[Collected data entries]
§

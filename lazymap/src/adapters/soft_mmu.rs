//! Software MMU - an in-process [`FaultSource`].
//!
//! Application threads access the region through [`SoftMmu::read`] and
//! [`SoftMmu::write`] instead of raw pointers. An access to a page with no
//! mapping, or a write to a read-only mapping, queues a [`FaultEvent`] and
//! blocks until the engine installs the page, upgrades its protection or
//! rejects the fault.
//!
//! Lock order: the MMU lock is taken before a frame lock, never after.

use core::time::Duration;
use std::collections::{HashMap, HashSet, VecDeque};
use std::io;
use std::sync::Arc;

use parking_lot::{Condvar, Mutex, MutexGuard};

use crate::domain::{FaultEvent, FaultSource, Frame, PageAddress, Protection, RegionLayout};

struct Mapping {
    frame: Arc<Frame>,
    protection: Protection,
}

#[derive(Default)]
struct MmuState {
    table: HashMap<PageAddress, Mapping>,
    pending: VecDeque<FaultEvent>,
    queued: HashSet<(PageAddress, bool)>,
    rejected: HashMap<PageAddress, String>,
    closed: bool,
}

/// A page table plus a fault queue, standing in for hardware page faults.
///
/// # Examples
///
/// ```no_run
/// use std::sync::Arc;
/// use lazymap::adapters::{MemoryStore, SoftMmu};
/// use lazymap::domain::{PagerConfig, RegionLayout};
/// use lazymap::Region;
///
/// let layout = RegionLayout::new(0x4000_0000, 16 * 4096, 4096).unwrap();
/// let mmu = Arc::new(SoftMmu::new(layout));
/// let store = Arc::new(MemoryStore::new(16 * 4096));
/// let region = Region::map(store, mmu.clone(), layout, PagerConfig::new().with_buffer_pages(4)).unwrap();
///
/// mmu.write_u64(layout.base(), 42).unwrap();
/// assert_eq!(mmu.read_u64(layout.base()).unwrap(), 42);
/// region.unmap().unwrap();
/// ```
pub struct SoftMmu {
    layout: RegionLayout,
    state: Mutex<MmuState>,
    faults_ready: Condvar,
    resolved: Condvar,
}

impl SoftMmu {
    /// Create an empty page table covering `layout`.
    pub fn new(layout: RegionLayout) -> Self {
        Self {
            layout,
            state: Mutex::new(MmuState::default()),
            faults_ready: Condvar::new(),
            resolved: Condvar::new(),
        }
    }

    /// The region this MMU translates.
    pub fn layout(&self) -> RegionLayout {
        self.layout
    }

    /// Copy `buf.len()` bytes starting at `address` into `buf`.
    ///
    /// # Errors
    ///
    /// Fails if the range leaves the region, the fault was rejected, or the
    /// MMU was closed.
    pub fn read(&self, address: u64, buf: &mut [u8]) -> io::Result<()> {
        let mut done = 0;
        while done < buf.len() {
            let at = address + done as u64;
            let (page, start, n) = self.chunk(at, buf.len() - done)?;
            let state = self.resolve(page, at, false)?;
            if let Some(mapping) = state.table.get(&page) {
                let mem = mapping.frame.lock();
                buf[done..done + n].copy_from_slice(&mem[start..start + n]);
            }
            drop(state);
            done += n;
        }
        Ok(())
    }

    /// Copy `data` into the region starting at `address`.
    ///
    /// # Errors
    ///
    /// Fails if the range leaves the region, the fault was rejected, or the
    /// MMU was closed.
    pub fn write(&self, address: u64, data: &[u8]) -> io::Result<()> {
        let mut done = 0;
        while done < data.len() {
            let at = address + done as u64;
            let (page, start, n) = self.chunk(at, data.len() - done)?;
            let state = self.resolve(page, at, true)?;
            if let Some(mapping) = state.table.get(&page) {
                let mut mem = mapping.frame.lock();
                mem[start..start + n].copy_from_slice(&data[done..done + n]);
            }
            drop(state);
            done += n;
        }
        Ok(())
    }

    /// Read a native-endian `u64` at `address`.
    ///
    /// # Errors
    ///
    /// See [`read`](Self::read).
    pub fn read_u64(&self, address: u64) -> io::Result<u64> {
        let mut bytes = [0u8; 8];
        self.read(address, &mut bytes)?;
        Ok(u64::from_ne_bytes(bytes))
    }

    /// Write a native-endian `u64` at `address`.
    ///
    /// # Errors
    ///
    /// See [`write`](Self::write).
    pub fn write_u64(&self, address: u64, value: u64) -> io::Result<()> {
        self.write(address, &value.to_ne_bytes())
    }

    /// Check whether `page` currently has a mapping.
    pub fn is_installed(&self, page: PageAddress) -> bool {
        self.state.lock().table.contains_key(&page)
    }

    /// Protection of `page`, if it is mapped.
    pub fn protection(&self, page: PageAddress) -> Option<Protection> {
        self.state.lock().table.get(&page).map(|m| m.protection)
    }

    /// Number of mapped pages.
    pub fn installed_count(&self) -> usize {
        self.state.lock().table.len()
    }

    fn chunk(&self, address: u64, remaining: usize) -> io::Result<(PageAddress, usize, usize)> {
        let page = self.layout.page_of(address).ok_or_else(|| {
            io::Error::new(
                io::ErrorKind::InvalidInput,
                format!("address {:#x} is outside the region", address),
            )
        })?;
        let start = (address - page.value()) as usize;
        let n = remaining.min(self.layout.page_size() - start);
        Ok((page, start, n))
    }

    // Returns with the MMU lock held and `page` mapped with the needed rights.
    fn resolve(&self, page: PageAddress, address: u64, is_write: bool) -> io::Result<MutexGuard<'_, MmuState>> {
        let needed = if is_write {
            Protection::WRITE
        } else {
            Protection::READ
        };
        let mut state = self.state.lock();
        let mut raised = false;
        loop {
            if state.closed {
                return Err(io::Error::new(io::ErrorKind::NotConnected, "the region is unmapped"));
            }
            if let Some(mapping) = state.table.get(&page) {
                if mapping.protection.contains(needed) {
                    return Ok(state);
                }
            }
            if raised {
                if let Some(reason) = state.rejected.get(&page) {
                    return Err(io::Error::other(format!("access to {} failed: {}", page, reason)));
                }
            }
            if !state.queued.contains(&(page, is_write)) {
                state.rejected.remove(&page);
                state.queued.insert((page, is_write));
                state.pending.push_back(FaultEvent::new(address, is_write));
                self.faults_ready.notify_one();
                raised = true;
            }
            self.resolved.wait(&mut state);
        }
    }
}

impl FaultSource for SoftMmu {
    fn next_fault(&self, timeout: Duration) -> io::Result<Option<FaultEvent>> {
        let mut state = self.state.lock();
        if state.pending.is_empty() {
            self.faults_ready.wait_for(&mut state, timeout);
        }
        let Some(event) = state.pending.pop_front() else {
            return Ok(None);
        };
        let page = PageAddress::containing(event.address(), self.layout.page_size());
        state.queued.remove(&(page, event.is_write()));
        Ok(Some(event))
    }

    fn install_page(&self, page: PageAddress, frame: Arc<Frame>, protection: Protection) -> io::Result<()> {
        if self.layout.page_of(page.value()) != Some(page) {
            return Err(io::Error::new(
                io::ErrorKind::InvalidInput,
                format!("{} is not a page of the region", page),
            ));
        }
        let mut state = self.state.lock();
        state.rejected.remove(&page);
        state.table.insert(page, Mapping { frame, protection });
        drop(state);
        self.resolved.notify_all();
        Ok(())
    }

    fn protect(&self, page: PageAddress, protection: Protection) -> io::Result<()> {
        let mut state = self.state.lock();
        let mapping = state.table.get_mut(&page).ok_or_else(|| {
            io::Error::new(io::ErrorKind::NotFound, format!("{} is not mapped", page))
        })?;
        mapping.protection = protection;
        drop(state);
        self.resolved.notify_all();
        Ok(())
    }

    fn revoke(&self, page: PageAddress) -> io::Result<()> {
        self.state.lock().table.remove(&page);
        Ok(())
    }

    fn reject(&self, event: FaultEvent, reason: &str) {
        let page = PageAddress::containing(event.address(), self.layout.page_size());
        log::warn!("Rejected fault at {:#x}: {}", event.address(), reason);
        self.state.lock().rejected.insert(page, reason.to_string());
        self.resolved.notify_all();
    }

    fn close(&self) {
        let mut state = self.state.lock();
        state.closed = true;
        state.pending.clear();
        state.queued.clear();
        drop(state);
        self.faults_ready.notify_all();
        self.resolved.notify_all();
    }
}

impl core::fmt::Debug for SoftMmu {
    fn fmt(&self, f: &mut core::fmt::Formatter<'_>) -> core::fmt::Result {
        f.debug_struct("SoftMmu")
            .field("layout", &self.layout)
            .field("installed", &self.installed_count())
            .finish_non_exhaustive()
    }
}
//! Fixed arena of page frames plus the free list of their slots.
//!
//! The arena is allocated once, when the buffer is sized, and never grows.
//! Frames are shared (`Arc`) with the fault source that installs them, the
//! way a page table entry refers to a physical frame; which thread may
//! touch a frame is decided by the owning descriptor's state.

use core::ops::{Deref, DerefMut};
use std::sync::Arc;

use aligned::{A512, Aligned};
use parking_lot::{Mutex, MutexGuard};

use crate::domain::value_objects::{BLOCK_SIZE, ConfigError, SlotId};

/// One direct-I/O block of a frame.
pub type Block = Aligned<A512, [u8; BLOCK_SIZE]>;

/// Page-sized memory made of [`BLOCK_SIZE`]-aligned blocks.
pub struct PageMemory {
    blocks: Box<[Block]>,
}

impl PageMemory {
    fn zeroed(page_size: usize) -> Self {
        let blocks = (0..page_size / BLOCK_SIZE)
            .map(|_| Aligned([0u8; BLOCK_SIZE]))
            .collect();
        Self { blocks }
    }

    /// The frame as aligned blocks.
    pub fn blocks(&self) -> &[Block] {
        &self.blocks
    }
}

impl Deref for PageMemory {
    type Target = [u8];

    fn deref(&self) -> &[u8] {
        block_device_driver::blocks_to_slice(&self.blocks)
    }
}

impl DerefMut for PageMemory {
    fn deref_mut(&mut self) -> &mut [u8] {
        block_device_driver::blocks_to_slice_mut(&mut self.blocks)
    }
}

/// One physical frame of the buffer.
pub struct Frame {
    slot: SlotId,
    memory: Mutex<PageMemory>,
}

impl Frame {
    fn new(slot: SlotId, page_size: usize) -> Self {
        Self {
            slot,
            memory: Mutex::new(PageMemory::zeroed(page_size)),
        }
    }

    /// Slot this frame occupies.
    #[inline]
    pub fn slot(&self) -> SlotId {
        self.slot
    }

    /// Lock the frame's bytes.
    ///
    /// Never take a fault-source lock while holding this guard.
    pub fn lock(&self) -> MutexGuard<'_, PageMemory> {
        self.memory.lock()
    }
}

impl core::fmt::Debug for Frame {
    fn fmt(&self, f: &mut core::fmt::Formatter<'_>) -> core::fmt::Result {
        f.debug_struct("Frame").field("slot", &self.slot).finish_non_exhaustive()
    }
}

/// The fixed set of frames backing a page buffer.
pub struct SlotArena {
    frames: Box<[Arc<Frame>]>,
    page_size: usize,
}

impl SlotArena {
    /// Allocate `capacity` zeroed frames of `page_size` bytes.
    ///
    /// # Errors
    ///
    /// - [`ConfigError::InvalidPageSize`] unless `page_size` is a non-zero
    ///   multiple of [`BLOCK_SIZE`]
    /// - [`ConfigError::InvalidCapacity`] if `capacity` is zero or does not
    ///   fit a [`SlotId`]
    pub fn new(capacity: usize, page_size: usize) -> Result<Self, ConfigError> {
        if page_size == 0 || page_size % BLOCK_SIZE != 0 {
            return Err(ConfigError::InvalidPageSize {
                page_size,
                block_size: BLOCK_SIZE,
            });
        }
        let last = u32::try_from(capacity).map_err(|_| ConfigError::InvalidCapacity(capacity))?;
        if last == 0 {
            return Err(ConfigError::InvalidCapacity(capacity));
        }
        let frames = (0..last)
            .map(|i| Arc::new(Frame::new(SlotId::new(i), page_size)))
            .collect();
        Ok(Self { frames, page_size })
    }

    /// Number of frames.
    #[inline]
    pub fn capacity(&self) -> usize {
        self.frames.len()
    }

    /// Size of every frame in bytes.
    #[inline]
    pub fn page_size(&self) -> usize {
        self.page_size
    }

    /// The frame stored in `slot`, if the slot exists.
    pub fn frame(&self, slot: SlotId) -> Option<&Arc<Frame>> {
        self.frames.get(slot.index())
    }
}

/// Free list of slot indices. Lives under the buffer lock.
#[derive(Debug)]
pub(crate) struct FreeSlots {
    stack: Vec<SlotId>,
    in_use: Vec<bool>,
}

impl FreeSlots {
    pub(crate) fn new(capacity: usize) -> Self {
        // Reversed so that slot 0 is handed out first.
        let stack = (0..capacity as u32).rev().map(SlotId::new).collect();
        Self {
            stack,
            in_use: vec![false; capacity],
        }
    }

    pub(crate) fn pop(&mut self) -> Option<SlotId> {
        let slot = self.stack.pop()?;
        self.in_use[slot.index()] = true;
        Some(slot)
    }

    /// Take a specific slot out of the free list.
    pub(crate) fn take(&mut self, slot: SlotId) -> bool {
        match self.in_use.get(slot.index()) {
            Some(false) => {
                self.stack.retain(|s| *s != slot);
                self.in_use[slot.index()] = true;
                true
            }
            _ => false,
        }
    }

    pub(crate) fn release(&mut self, slot: SlotId) {
        if let Some(used) = self.in_use.get_mut(slot.index()) {
            if *used {
                *used = false;
                self.stack.push(slot);
            }
        }
    }

    pub(crate) fn available(&self) -> usize {
        self.stack.len()
    }
}
//! Store port - secondary (driven) port for the backing medium.
//!
//! This port defines what the engine needs from a backing medium: byte
//! ranges addressed by offset, and the addressable size. Adapters implement
//! this trait for files, raw devices or memory.

use core::error::Error;

/// Port for byte-range storage operations.
///
/// This is a **secondary (driven) port** in hexagonal architecture terms.
/// The engine depends on this abstraction only; it never sees the concrete
/// medium and performs no medium-specific logic.
///
/// # Hexagonal Architecture
///
/// ```text
/// ┌─────────────────────┐
/// │   Engine            │
/// │ (Flushers, faults)  │
/// └──────────┬──────────┘
///            │ depends on
///            ▼
/// ┌─────────────────────┐
/// │    Store Port       │  ◄── This trait
/// └──────────┬──────────┘
///            │ implemented by
///            ▼
/// ┌─────────────────────┐
/// │  Adapter Layer      │
/// │ (FileStore, ...)    │
/// └─────────────────────┘
/// ```
///
/// # Concurrency
///
/// Methods take `&self` and are called from several threads at once, always
/// at disjoint page offsets. A medium that cannot serve concurrent requests
/// must serialize internally.
///
/// # Bounds
///
/// The engine never issues a request outside `0..size()`; such a request is
/// a caller bug, not a recoverable condition.
pub trait Store: Send + Sync + 'static {
    /// The error type for storage operations.
    ///
    /// This should be the underlying medium error type (e.g., `std::io::Error`).
    type Error: Error + Send + Sync + 'static;

    /// Read `dest.len()` bytes starting at byte `offset`.
    ///
    /// # Errors
    ///
    /// Returns an error if the medium fails to deliver the full range.
    ///
    /// # Examples
    ///
    /// ```ignore
    /// let mut page = vec![0u8; 4096];
    /// store.read_at(2 * 4096, &mut page)?;
    /// ```
    fn read_at(&self, offset: u64, dest: &mut [u8]) -> Result<(), Self::Error>;

    /// Write all of `src` starting at byte `offset`.
    ///
    /// # Errors
    ///
    /// Returns an error if the medium fails to persist the full range.
    fn write_at(&self, offset: u64, src: &[u8]) -> Result<(), Self::Error>;

    /// Addressable size of the medium in bytes.
    fn size(&self) -> u64;

    /// Flush any cached writes to the underlying medium.
    ///
    /// The default implementation is a no-op.
    ///
    /// # Errors
    ///
    /// Returns an error if the flush operation fails.
    fn flush(&self) -> Result<(), Self::Error> {
        Ok(())
    }
}

#[cfg(test)]
mod tests {
    use super::*;
    use core::fmt;
    use parking_lot::Mutex;
    use std::collections::HashMap;

    // Mock store keyed by offset
    struct MockStore {
        data: Mutex<HashMap<u64, Vec<u8>>>,
    }

    #[derive(Debug)]
    struct MockError;

    impl fmt::Display for MockError {
        fn fmt(&self, f: &mut fmt::Formatter<'_>) -> fmt::Result {
            write!(f, "Mock store error")
        }
    }

    impl Error for MockError {}

    impl Store for MockStore {
        type Error = MockError;

        fn read_at(&self, offset: u64, dest: &mut [u8]) -> Result<(), Self::Error> {
            let data = self.data.lock();
            match data.get(&offset) {
                Some(bytes) if bytes.len() == dest.len() => dest.copy_from_slice(bytes),
                Some(_) => return Err(MockError),
                None => dest.fill(0),
            }
            Ok(())
        }

        fn write_at(&self, offset: u64, src: &[u8]) -> Result<(), Self::Error> {
            self.data.lock().insert(offset, src.to_vec());
            Ok(())
        }

        fn size(&self) -> u64 {
            1024 * 1024
        }
    }

    #[test]
    fn test_mock_store_read_write() {
        let store = MockStore {
            data: Mutex::new(HashMap::new()),
        };

        store.write_at(4096, &[42u8; 512]).unwrap();

        let mut read = [0u8; 512];
        store.read_at(4096, &mut read).unwrap();
        assert_eq!(read, [42u8; 512]);

        store.read_at(0, &mut read).unwrap();
        assert_eq!(read, [0u8; 512]);
        assert!(store.flush().is_ok());
    }
}
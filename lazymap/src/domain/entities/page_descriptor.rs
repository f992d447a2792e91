//! Page descriptor entity - one tracked virtual page.

use super::PageState;
use crate::domain::value_objects::{PageAddress, SlotId};

/// A snapshot of one page tracked by the page buffer.
///
/// The buffer owns the authoritative copy; callers receive copies of it.
/// A descriptor handed out by a claim is the caller's ticket to the page:
/// while it is `Leaving`, no other thread may change the page.
#[derive(Debug, Clone, Copy, PartialEq, Eq)]
pub struct PageDescriptor {
    address: PageAddress,
    slot: SlotId,
    state: PageState,
    dirty: bool,
    token: u64,
}

impl PageDescriptor {
    pub(crate) const fn new(address: PageAddress, slot: SlotId, state: PageState, token: u64) -> Self {
        Self {
            address,
            slot,
            state,
            dirty: false,
            token,
        }
    }

    /// Virtual address of the page.
    #[inline]
    pub const fn address(&self) -> PageAddress {
        self.address
    }

    /// Slot holding the page's frame.
    #[inline]
    pub const fn slot(&self) -> SlotId {
        self.slot
    }

    /// Current lifecycle state.
    #[inline]
    pub const fn state(&self) -> PageState {
        self.state
    }

    /// Recency token; smaller is older.
    #[inline]
    pub const fn token(&self) -> u64 {
        self.token
    }

    /// Check if the page was written since it was last read or written back.
    #[inline]
    pub const fn is_dirty(&self) -> bool {
        self.dirty
    }

    /// Check if the page is resident and not owned by another thread.
    #[inline]
    pub const fn is_present(&self) -> bool {
        self.state.is_present()
    }

    pub(crate) fn set_state(&mut self, state: PageState) {
        self.state = state;
    }

    pub(crate) fn set_token(&mut self, token: u64) {
        self.token = token;
    }

    pub(crate) fn mark_dirty(&mut self) {
        self.dirty = true;
    }

    pub(crate) fn mark_clean(&mut self) {
        self.dirty = false;
    }
}
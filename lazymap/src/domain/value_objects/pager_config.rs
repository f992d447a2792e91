//! Pager configuration value object.

use core::time::Duration;

/// Block size every page size must be a multiple of (512 bytes).
///
/// Frames are aligned to this boundary so file stores can use direct I/O.
pub const BLOCK_SIZE: usize = 512;

/// Default page size (4KB).
pub const DEFAULT_PAGE_SIZE: usize = 4096;

/// Configuration values consumed by the paging engine.
///
/// Every thread group and the page buffer receive their sizing from this
/// value at construction time; there is no process-wide registry.
///
/// # Examples
///
/// ```
/// use core::time::Duration;
/// use lazymap::domain::PagerConfig;
///
/// let config = PagerConfig::new()
///     .with_buffer_pages(64)
///     .with_flusher_workers(2)
///     .with_sweep_interval(Duration::from_millis(100));
/// assert!(config.validate().is_ok());
/// assert_eq!(config.buffer_pages(), 64);
/// ```
#[derive(Debug, Clone, Copy, PartialEq, Eq)]
pub struct PagerConfig {
    page_size: usize,
    buffer_pages: usize,
    flusher_workers: usize,
    fault_workers: usize,
    queue_depth: usize,
    sweep_interval: Duration,
    evict_high_water: u8,
    evict_low_water: u8,
    slot_wait_timeout: Duration,
}

impl PagerConfig {
    /// Create a configuration with the default values.
    pub const fn new() -> Self {
        Self {
            page_size: DEFAULT_PAGE_SIZE,
            buffer_pages: 1024,
            flusher_workers: 4,
            fault_workers: 2,
            queue_depth: 256,
            sweep_interval: Duration::from_secs(1),
            evict_high_water: 90,
            evict_low_water: 70,
            slot_wait_timeout: Duration::from_secs(30),
        }
    }

    /// Set the page size in bytes.
    pub const fn with_page_size(mut self, page_size: usize) -> Self {
        self.page_size = page_size;
        self
    }

    /// Set the buffer capacity in pages.
    pub const fn with_buffer_pages(mut self, pages: usize) -> Self {
        self.buffer_pages = pages;
        self
    }

    /// Set the number of Flushers worker threads.
    pub const fn with_flusher_workers(mut self, workers: usize) -> Self {
        self.flusher_workers = workers;
        self
    }

    /// Set the number of fault-servicing threads.
    pub const fn with_fault_workers(mut self, workers: usize) -> Self {
        self.fault_workers = workers;
        self
    }

    /// Set the bound of the Flushers work queue.
    pub const fn with_queue_depth(mut self, depth: usize) -> Self {
        self.queue_depth = depth;
        self
    }

    /// Set the orchestrator's sweep interval.
    pub const fn with_sweep_interval(mut self, interval: Duration) -> Self {
        self.sweep_interval = interval;
        self
    }

    /// Set the eviction watermarks as percentages of capacity.
    ///
    /// The high mark is rounded up to whole pages and the low mark down, so
    /// a small buffer that is merely full is never swept.
    pub const fn with_watermarks(mut self, low: u8, high: u8) -> Self {
        self.evict_low_water = low;
        self.evict_high_water = high;
        self
    }

    /// Set how long a fault may wait for a free slot.
    pub const fn with_slot_wait_timeout(mut self, timeout: Duration) -> Self {
        self.slot_wait_timeout = timeout;
        self
    }

    /// Page size in bytes.
    #[inline]
    pub const fn page_size(&self) -> usize {
        self.page_size
    }

    /// Buffer capacity in pages.
    #[inline]
    pub const fn buffer_pages(&self) -> usize {
        self.buffer_pages
    }

    /// Number of Flushers worker threads.
    #[inline]
    pub const fn flusher_workers(&self) -> usize {
        self.flusher_workers
    }

    /// Number of fault-servicing threads.
    #[inline]
    pub const fn fault_workers(&self) -> usize {
        self.fault_workers
    }

    /// Bound of the Flushers work queue.
    #[inline]
    pub const fn queue_depth(&self) -> usize {
        self.queue_depth
    }

    /// Interval between periodic sweeps.
    #[inline]
    pub const fn sweep_interval(&self) -> Duration {
        self.sweep_interval
    }

    /// Bounded wait for a free slot.
    #[inline]
    pub const fn slot_wait_timeout(&self) -> Duration {
        self.slot_wait_timeout
    }

    /// Residency (in pages) above which a periodic sweep starts evicting.
    pub const fn high_water_pages(&self) -> usize {
        (self.buffer_pages * self.evict_high_water as usize).div_ceil(100)
    }

    /// Residency (in pages) a periodic sweep evicts down to.
    pub const fn low_water_pages(&self) -> usize {
        self.buffer_pages * self.evict_low_water as usize / 100
    }

    /// Check every value against its constraints.
    ///
    /// # Errors
    ///
    /// Returns the first violated constraint.
    pub const fn validate(&self) -> Result<(), ConfigError> {
        if self.page_size == 0 {
            return Err(ConfigError::ZeroPageSize);
        }
        if self.page_size % BLOCK_SIZE != 0 || !self.page_size.is_power_of_two() {
            return Err(ConfigError::InvalidPageSize {
                page_size: self.page_size,
                block_size: BLOCK_SIZE,
            });
        }
        if self.buffer_pages == 0 || self.buffer_pages > u32::MAX as usize {
            return Err(ConfigError::InvalidCapacity(self.buffer_pages));
        }
        if self.flusher_workers == 0 {
            return Err(ConfigError::ZeroWorkers("flushers"));
        }
        if self.fault_workers == 0 {
            return Err(ConfigError::ZeroWorkers("fault servicer"));
        }
        if self.queue_depth == 0 {
            return Err(ConfigError::ZeroQueueDepth);
        }
        if self.evict_low_water >= self.evict_high_water || self.evict_high_water > 100 {
            return Err(ConfigError::InvalidWatermarks {
                low: self.evict_low_water,
                high: self.evict_high_water,
            });
        }
        Ok(())
    }
}

impl Default for PagerConfig {
    fn default() -> Self {
        Self::new()
    }
}

/// Errors reported by [`PagerConfig::validate`].
#[derive(Debug, Clone, Copy, PartialEq, Eq)]
pub enum ConfigError {
    /// Page size is zero.
    ZeroPageSize,
    /// Page size is not a power-of-two multiple of the block size.
    InvalidPageSize {
        /// The requested page size.
        page_size: usize,
        /// The block size.
        block_size: usize,
    },
    /// Buffer capacity is zero or does not fit a slot index.
    InvalidCapacity(usize),
    /// A thread group was configured with no threads.
    ZeroWorkers(&'static str),
    /// The work queue bound is zero.
    ZeroQueueDepth,
    /// Region base or length is not page aligned, or the length is zero.
    MisalignedRegion {
        /// Region base address.
        base: u64,
        /// Region length in bytes.
        len: u64,
    },
    /// The region layout and the configuration disagree on the page size.
    PageSizeMismatch {
        /// Page size of the layout.
        layout: usize,
        /// Page size of the configuration.
        config: usize,
    },
    /// Watermarks are out of order or above 100%.
    InvalidWatermarks {
        /// Low watermark percentage.
        low: u8,
        /// High watermark percentage.
        high: u8,
    },
}

impl core::fmt::Display for ConfigError {
    fn fmt(&self, f: &mut core::fmt::Formatter<'_>) -> core::fmt::Result {
        match self {
            Self::ZeroPageSize => write!(f, "Page size cannot be zero"),
            Self::InvalidPageSize {
                page_size,
                block_size,
            } => write!(
                f,
                "Page size {} must be a power of two and a multiple of block size {}",
                page_size, block_size
            ),
            Self::InvalidCapacity(pages) => write!(f, "Invalid buffer capacity of {} pages", pages),
            Self::ZeroWorkers(group) => write!(f, "The {} pool needs at least one thread", group),
            Self::ZeroQueueDepth => write!(f, "Work queue depth cannot be zero"),
            Self::MisalignedRegion { base, len } => write!(
                f,
                "Region {:#x}+{:#x} must be non-empty and page aligned",
                base, len
            ),
            Self::PageSizeMismatch { layout, config } => write!(
                f,
                "Region uses {}-byte pages but the pager is configured for {}",
                layout, config
            ),
            Self::InvalidWatermarks { low, high } => write!(
                f,
                "Eviction watermarks must satisfy low < high <= 100 (low={}, high={})",
                low, high
            ),
        }
    }
}

impl core::error::Error for ConfigError {}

§

Description of the task> Which lines of the records above contain the word "access"? Report each one in full.

Task solution>
//! Application threads access the region through [`SoftMmu::read`] and
//! [`SoftMmu::write`] instead of raw pointers. An access to a page with no
                    return Err(io::Error::other(format!("access to {} failed: {}", page, reason)));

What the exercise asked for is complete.